Pennsylvania now characterizes advanced recycling of plastics as manufacturing to promote the reuse of plastics under HB 1808 which became Act 127 of 2020 (the “Act”). The Act amends the Solid Waste Management Act, 35 P.S.§§ 6018.101 et seq. (the “Code”) by changing references to Department of Environmental Resources to Department of Environmental Protection and clarifying that post-use polymers that are converted using advanced recycling are not considered waste.

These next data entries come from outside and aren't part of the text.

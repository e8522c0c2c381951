use std::path::PathBuf;
use std::str::FromStr;

use thiserror::Error;

use crate::brush::BRUSH_SLOTS;
use crate::brush::DEFAULT_BRUSH_CAPACITY;
use crate::cell_set::DEFAULT_CAPACITY;
use crate::viewport::MAX_ZOOM;

/// Fixed capacities, chosen once at startup.
#[derive(Debug, Clone, Copy, PartialEq, Eq)]
pub struct Limits {
    /// Maximum number of cells alive at once
    pub active_cells: usize,

    /// Maximum number of cells a single brush holds
    pub brush_cells: usize,
}

impl Default for Limits {
    fn default() -> Self {
        Self {
            active_cells: DEFAULT_CAPACITY,
            brush_cells: DEFAULT_BRUSH_CAPACITY,
        }
    }
}

#[derive(Debug, Clone, PartialEq, Eq)]
pub struct Config {
    pub limits: Limits,

    /// Frames per second. One generation is advanced per frame while running.
    pub fps: u32,

    /// Initial zoom, in view pixels per cell
    pub zoom: i32,

    pub max_zoom: i32,

    /// RLE pattern to load at startup
    pub pattern: Option<PathBuf>,

    /// Brush slot the pattern is loaded into
    pub pattern_slot: usize,

    /// File that receives the log. Nothing is logged without one.
    pub log: Option<PathBuf>,
}

impl Default for Config {
    fn default() -> Self {
        Self {
            limits: Limits::default(),
            fps: 10,
            zoom: 2,
            max_zoom: 32,
            pattern: None,
            pattern_slot: 1,
            log: None,
        }
    }
}

#[derive(Debug, Error, PartialEq, Eq)]
pub enum ConfigError {
    #[error("Missing value for {flag}")]
    MissingValue { flag: String },

    #[error("Invalid value \"{value}\" for {flag}")]
    InvalidNumber { flag: String, value: String },

    #[error("{flag} must be at least 1")]
    Zero { flag: String },

    #[error("{flag} must be at most {max}")]
    TooLarge { flag: String, max: i32 },

    #[error("Unknown flag {flag}")]
    UnknownFlag { flag: String },

    #[error("Only one pattern can be loaded, got {first:?} and {second:?}")]
    DuplicatePattern { first: PathBuf, second: PathBuf },

    #[error("Slot {slot} is out of range, there are {} slots", BRUSH_SLOTS)]
    SlotOutOfRange { slot: usize },
}

impl Config {
    /// Build a configuration from command line arguments, without the program name.
    ///
    /// ```text
    /// sparselife [--capacity N] [--brush-capacity N] [--fps N] [--zoom N] [--max-zoom N]
    ///            [--slot N] [--log PATH] [PATTERN.rle]
    /// ```
    pub fn from_args<I>(args: I) -> Result<Self, ConfigError>
    where
        I: IntoIterator<Item = String>,
    {
        let mut config = Self::default();
        let mut args = args.into_iter();

        while let Some(arg) = args.next() {
            match arg.as_str() {
                "--capacity" => config.limits.active_cells = positive(&arg, args.next())?,
                "--brush-capacity" => config.limits.brush_cells = positive(&arg, args.next())?,
                "--fps" => config.fps = positive(&arg, args.next())?,
                "--zoom" => config.zoom = zoom(&arg, args.next())?,
                "--max-zoom" => config.max_zoom = zoom(&arg, args.next())?,
                "--slot" => {
                    let slot = number(&arg, args.next())?;
                    if slot >= BRUSH_SLOTS {
                        return Err(ConfigError::SlotOutOfRange { slot });
                    }

                    config.pattern_slot = slot;
                }
                "--log" => {
                    let path = args.next().ok_or(ConfigError::MissingValue { flag: arg })?;
                    config.log = Some(PathBuf::from(path));
                }
                flag if flag.starts_with("--") => {
                    return Err(ConfigError::UnknownFlag { flag: arg });
                }
                _ => {
                    let path = PathBuf::from(arg);

                    if let Some(first) = config.pattern.take() {
                        return Err(ConfigError::DuplicatePattern {
                            first,
                            second: path,
                        });
                    }

                    config.pattern = Some(path);
                }
            }
        }

        config.zoom = config.zoom.min(config.max_zoom);

        Ok(config)
    }
}

fn number<T: FromStr>(flag: &str, value: Option<String>) -> Result<T, ConfigError> {
    let Some(value) = value else {
        return Err(ConfigError::MissingValue {
            flag: flag.to_string(),
        });
    };

    value.parse().map_err(|_| ConfigError::InvalidNumber {
        flag: flag.to_string(),
        value,
    })
}

/// Like `number`, rejecting anything below 1.
fn positive<T>(flag: &str, value: Option<String>) -> Result<T, ConfigError>
where
    T: FromStr + PartialOrd + From<u8>,
{
    let n: T = number(flag, value)?;

    if n < T::from(1) {
        return Err(ConfigError::Zero {
            flag: flag.to_string(),
        });
    }

    Ok(n)
}

/// Like `positive`, rejecting anything past the viewport's zoom ceiling.
fn zoom(flag: &str, value: Option<String>) -> Result<i32, ConfigError> {
    let zoom = positive(flag, value)?;

    if zoom > MAX_ZOOM {
        return Err(ConfigError::TooLarge {
            flag: flag.to_string(),
            max: MAX_ZOOM,
        });
    }

    Ok(zoom)
}

#[cfg(test)]
mod tests {
    use std::path::PathBuf;

    use super::Config;
    use super::ConfigError;
    use super::Limits;

    fn parse(args: &[&str]) -> Result<Config, ConfigError> {
        Config::from_args(args.iter().map(|s| s.to_string()))
    }

    #[test]
    fn defaults() {
        let config = parse(&[]).unwrap();

        assert_eq!(config, Config::default());
        assert_eq!(
            config.limits,
            Limits {
                active_cells: 1024,
                brush_cells: 128
            }
        );
        assert_eq!(config.fps, 10);
        assert_eq!(config.pattern_slot, 1);
    }

    #[test]
    fn every_flag() {
        let config = parse(&[
            "--capacity",
            "4096",
            "--brush-capacity",
            "256",
            "--fps",
            "30",
            "--zoom",
            "4",
            "--max-zoom",
            "16",
            "--slot",
            "7",
            "--log",
            "life.log",
            "glider.rle",
        ])
        .unwrap();

        assert_eq!(config.limits.active_cells, 4096);
        assert_eq!(config.limits.brush_cells, 256);
        assert_eq!(config.fps, 30);
        assert_eq!(config.zoom, 4);
        assert_eq!(config.max_zoom, 16);
        assert_eq!(config.pattern_slot, 7);
        assert_eq!(config.log, Some(PathBuf::from("life.log")));
        assert_eq!(config.pattern, Some(PathBuf::from("glider.rle")));
    }

    #[test]
    fn zoom_is_clamped_to_max() {
        let config = parse(&["--zoom", "50", "--max-zoom", "8"]).unwrap();

        assert_eq!(config.zoom, 8);
    }

    #[test]
    fn errors() {
        assert_eq!(
            parse(&["--fps"]),
            Err(ConfigError::MissingValue {
                flag: "--fps".into()
            })
        );
        assert_eq!(
            parse(&["--capacity", "lots"]),
            Err(ConfigError::InvalidNumber {
                flag: "--capacity".into(),
                value: "lots".into()
            })
        );
        assert_eq!(
            parse(&["--zoom", "0"]),
            Err(ConfigError::Zero {
                flag: "--zoom".into()
            })
        );
        assert_eq!(
            parse(&["--zoom", "-2"]),
            Err(ConfigError::Zero {
                flag: "--zoom".into()
            })
        );
        assert_eq!(
            parse(&["--slot", "10"]),
            Err(ConfigError::SlotOutOfRange { slot: 10 })
        );
        assert_eq!(
            parse(&["--wrap"]),
            Err(ConfigError::UnknownFlag {
                flag: "--wrap".into()
            })
        );
        assert!(matches!(
            parse(&["a.rle", "b.rle"]),
            Err(ConfigError::DuplicatePattern { .. })
        ));
    }

    #[test]
    fn zoom_is_capped_by_the_viewport() {
        assert_eq!(parse(&["--max-zoom", "256"]).unwrap().max_zoom, 256);
        assert_eq!(
            parse(&["--zoom", "100000", "--max-zoom", "100000"]),
            Err(ConfigError::TooLarge {
                flag: "--zoom".into(),
                max: 256
            })
        );
        assert_eq!(
            parse(&["--max-zoom", "257"]),
            Err(ConfigError::TooLarge {
                flag: "--max-zoom".into(),
                max: 256
            })
        );
    }

    #[test]
    fn slot_zero_is_allowed() {
        assert_eq!(parse(&["--slot", "0"]).unwrap().pattern_slot, 0);
    }
}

According to the House Sponsorship Memorandum posted August 1, 2019 (the “Memo”), “[t]reating post-use plastics as raw materials for ‘manufacturing’ and not “waste’ will remove the barriers of misclassifying this emerging industry and promote continued innovation and investment.” The Act was approved with moderate bi-partisan support and designed to promote reuse of plastics, especially in light of the refusal of China to accept further plastic waste.
Plastics pollution can be reduced by reusing plastic and using less plastic. The magnitude of this problem is outlined in the article entitled, “We made it. We depend on it. We’re drowning in it. Plastic,” appearing in the June 2018 edition of National Geographic by Laura Parker. The “throwaway” lifestyle was celebrated in Life magazine in 1955. According to Ms. Parker, “Six decades later, roughly 40 percent of the now more than 448 million tons of plastic produced every year is disposable, much of it used as packaging intended to be discarded within minutes after purchase.” Id. At 59. Only 9 percent of plastics are recycled. About 70% of North America’s recovered plastic waste has been shipped to Asia, particularly China. That nation began to accept plastic waste from the world about 1980 to repurpose the material for its own needs. However, on January 1, 2018, China banned importation of 24 kinds of solid waste, including plastics, under Operation National Sword. Post-use plastic has now become a country of-origin problem in addition to the global problem of dumping plastics into landfills and the ocean. A study published in Environment International, January 2021, shows that halogenated organic pollutants transfer from mothers to fetuses.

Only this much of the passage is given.